*** Block opens ***

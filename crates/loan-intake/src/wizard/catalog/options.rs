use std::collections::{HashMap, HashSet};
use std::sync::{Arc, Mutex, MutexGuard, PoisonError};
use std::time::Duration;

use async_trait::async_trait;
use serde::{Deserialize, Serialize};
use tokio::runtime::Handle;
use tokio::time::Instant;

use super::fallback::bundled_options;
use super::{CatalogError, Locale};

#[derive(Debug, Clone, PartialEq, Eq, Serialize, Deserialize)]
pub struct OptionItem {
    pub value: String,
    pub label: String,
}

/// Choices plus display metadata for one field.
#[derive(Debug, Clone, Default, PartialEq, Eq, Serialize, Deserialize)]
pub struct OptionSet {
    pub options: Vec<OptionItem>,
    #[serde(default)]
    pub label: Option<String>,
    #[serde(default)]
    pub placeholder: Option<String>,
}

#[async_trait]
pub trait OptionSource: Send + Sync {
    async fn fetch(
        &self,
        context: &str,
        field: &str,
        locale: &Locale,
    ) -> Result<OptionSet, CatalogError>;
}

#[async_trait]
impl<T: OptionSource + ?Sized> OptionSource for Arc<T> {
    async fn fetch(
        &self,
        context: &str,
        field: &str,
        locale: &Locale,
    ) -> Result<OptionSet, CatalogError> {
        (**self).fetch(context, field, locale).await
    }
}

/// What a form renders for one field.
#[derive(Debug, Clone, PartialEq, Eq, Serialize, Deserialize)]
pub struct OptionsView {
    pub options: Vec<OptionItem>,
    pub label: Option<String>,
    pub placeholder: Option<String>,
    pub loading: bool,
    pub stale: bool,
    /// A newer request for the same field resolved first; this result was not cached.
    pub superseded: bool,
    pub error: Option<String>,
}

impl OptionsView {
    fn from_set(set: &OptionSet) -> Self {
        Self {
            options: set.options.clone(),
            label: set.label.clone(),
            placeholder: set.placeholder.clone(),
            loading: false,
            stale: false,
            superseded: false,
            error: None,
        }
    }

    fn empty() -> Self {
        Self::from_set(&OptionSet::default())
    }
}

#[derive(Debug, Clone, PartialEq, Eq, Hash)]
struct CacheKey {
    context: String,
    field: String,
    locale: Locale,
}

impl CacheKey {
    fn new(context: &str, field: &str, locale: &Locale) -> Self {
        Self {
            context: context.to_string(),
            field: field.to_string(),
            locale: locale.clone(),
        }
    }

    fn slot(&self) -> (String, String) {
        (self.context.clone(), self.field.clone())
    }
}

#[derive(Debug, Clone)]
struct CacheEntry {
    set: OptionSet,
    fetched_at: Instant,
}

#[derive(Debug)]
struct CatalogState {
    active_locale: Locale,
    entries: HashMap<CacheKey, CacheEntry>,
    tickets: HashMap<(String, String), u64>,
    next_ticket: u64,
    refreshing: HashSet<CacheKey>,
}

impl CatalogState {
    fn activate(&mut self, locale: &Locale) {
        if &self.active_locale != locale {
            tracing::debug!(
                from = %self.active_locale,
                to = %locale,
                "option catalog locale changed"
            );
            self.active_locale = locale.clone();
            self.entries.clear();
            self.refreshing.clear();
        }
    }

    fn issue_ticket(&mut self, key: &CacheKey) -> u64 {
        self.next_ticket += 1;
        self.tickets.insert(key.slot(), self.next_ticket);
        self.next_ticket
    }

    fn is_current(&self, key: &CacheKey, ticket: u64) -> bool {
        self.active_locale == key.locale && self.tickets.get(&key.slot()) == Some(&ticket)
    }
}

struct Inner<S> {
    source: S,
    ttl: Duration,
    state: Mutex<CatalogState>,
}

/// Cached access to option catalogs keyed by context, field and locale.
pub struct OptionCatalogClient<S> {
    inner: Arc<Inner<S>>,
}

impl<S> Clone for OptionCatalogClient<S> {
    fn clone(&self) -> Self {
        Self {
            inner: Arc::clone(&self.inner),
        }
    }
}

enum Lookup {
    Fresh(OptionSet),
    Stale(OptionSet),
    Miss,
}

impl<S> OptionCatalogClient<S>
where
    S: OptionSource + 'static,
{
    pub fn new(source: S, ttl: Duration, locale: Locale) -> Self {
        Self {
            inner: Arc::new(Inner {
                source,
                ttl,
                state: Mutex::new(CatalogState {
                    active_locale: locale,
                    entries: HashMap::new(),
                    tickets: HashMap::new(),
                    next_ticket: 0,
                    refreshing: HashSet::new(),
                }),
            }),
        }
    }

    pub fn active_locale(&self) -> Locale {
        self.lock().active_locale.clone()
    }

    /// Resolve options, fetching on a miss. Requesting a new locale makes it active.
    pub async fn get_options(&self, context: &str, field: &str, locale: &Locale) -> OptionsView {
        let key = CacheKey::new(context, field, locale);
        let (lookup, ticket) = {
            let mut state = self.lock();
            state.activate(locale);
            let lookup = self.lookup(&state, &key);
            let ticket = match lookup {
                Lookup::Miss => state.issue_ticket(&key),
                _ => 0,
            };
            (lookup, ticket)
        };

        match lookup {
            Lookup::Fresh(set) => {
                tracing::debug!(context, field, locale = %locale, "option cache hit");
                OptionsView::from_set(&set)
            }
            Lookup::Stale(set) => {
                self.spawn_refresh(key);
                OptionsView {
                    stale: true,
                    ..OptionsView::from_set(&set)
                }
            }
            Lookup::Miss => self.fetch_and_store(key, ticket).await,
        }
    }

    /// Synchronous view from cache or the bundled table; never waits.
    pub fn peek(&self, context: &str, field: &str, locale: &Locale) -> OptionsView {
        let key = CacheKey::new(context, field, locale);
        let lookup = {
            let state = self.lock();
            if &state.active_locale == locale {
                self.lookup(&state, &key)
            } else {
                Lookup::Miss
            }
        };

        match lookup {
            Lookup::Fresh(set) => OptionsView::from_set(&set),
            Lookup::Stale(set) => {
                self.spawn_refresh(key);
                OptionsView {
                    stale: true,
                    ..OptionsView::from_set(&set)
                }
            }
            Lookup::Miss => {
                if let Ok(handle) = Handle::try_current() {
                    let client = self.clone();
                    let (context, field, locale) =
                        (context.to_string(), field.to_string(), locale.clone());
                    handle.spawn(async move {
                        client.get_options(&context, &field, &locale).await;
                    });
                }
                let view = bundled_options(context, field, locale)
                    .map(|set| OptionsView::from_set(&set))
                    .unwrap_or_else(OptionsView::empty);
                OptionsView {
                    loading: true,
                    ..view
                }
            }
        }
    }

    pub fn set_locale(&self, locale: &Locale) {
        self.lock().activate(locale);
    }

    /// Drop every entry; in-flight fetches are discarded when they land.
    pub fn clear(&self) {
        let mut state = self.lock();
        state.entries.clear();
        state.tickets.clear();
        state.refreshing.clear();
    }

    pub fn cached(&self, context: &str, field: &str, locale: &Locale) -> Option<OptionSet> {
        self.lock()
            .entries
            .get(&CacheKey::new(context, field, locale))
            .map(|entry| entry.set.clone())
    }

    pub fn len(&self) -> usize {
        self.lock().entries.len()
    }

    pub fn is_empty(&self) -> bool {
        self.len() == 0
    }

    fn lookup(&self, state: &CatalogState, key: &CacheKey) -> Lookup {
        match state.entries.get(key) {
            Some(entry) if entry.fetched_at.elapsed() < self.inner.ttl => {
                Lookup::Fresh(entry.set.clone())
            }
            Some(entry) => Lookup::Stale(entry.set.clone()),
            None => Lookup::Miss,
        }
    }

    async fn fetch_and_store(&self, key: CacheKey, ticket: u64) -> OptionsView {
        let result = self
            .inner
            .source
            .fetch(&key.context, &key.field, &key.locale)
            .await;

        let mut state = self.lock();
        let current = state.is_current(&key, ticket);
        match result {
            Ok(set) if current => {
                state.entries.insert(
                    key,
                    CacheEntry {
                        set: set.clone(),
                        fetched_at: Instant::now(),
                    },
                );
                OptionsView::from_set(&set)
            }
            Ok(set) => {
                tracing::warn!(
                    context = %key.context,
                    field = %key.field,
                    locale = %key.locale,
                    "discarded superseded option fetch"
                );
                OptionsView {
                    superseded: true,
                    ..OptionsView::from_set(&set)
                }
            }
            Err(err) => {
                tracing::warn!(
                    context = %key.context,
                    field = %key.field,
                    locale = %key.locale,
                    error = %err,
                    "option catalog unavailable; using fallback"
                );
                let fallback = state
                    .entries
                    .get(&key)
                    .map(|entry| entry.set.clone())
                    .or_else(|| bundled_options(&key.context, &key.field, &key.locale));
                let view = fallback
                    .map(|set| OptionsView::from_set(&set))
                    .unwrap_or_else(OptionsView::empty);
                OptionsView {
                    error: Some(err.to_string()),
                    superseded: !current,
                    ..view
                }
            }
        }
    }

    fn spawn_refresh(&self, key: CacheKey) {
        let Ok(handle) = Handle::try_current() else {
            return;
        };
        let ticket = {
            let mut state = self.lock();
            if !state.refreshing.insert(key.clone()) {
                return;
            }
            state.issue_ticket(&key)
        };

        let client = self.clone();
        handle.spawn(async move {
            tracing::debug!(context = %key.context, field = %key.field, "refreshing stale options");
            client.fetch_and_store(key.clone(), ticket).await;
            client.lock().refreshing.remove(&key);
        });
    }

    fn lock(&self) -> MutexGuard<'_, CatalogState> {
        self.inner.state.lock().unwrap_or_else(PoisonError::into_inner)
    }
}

*** Block closes ***

◆ Aim of the exercise
Set the lines down exactly, from the first line of the records to the line where "use tokio::runtime::Handle;" appears, with both ends kept.

◆ Answer to this exercise
filename crates/loan-intake/src/wizard/catalog/options.rs
use std::collections::{HashMap, HashSet};
use std::sync::{Arc, Mutex, MutexGuard, PoisonError};
use std::time::Duration;

use async_trait::async_trait;
use serde::{Deserialize, Serialize};
use tokio::runtime::Handle;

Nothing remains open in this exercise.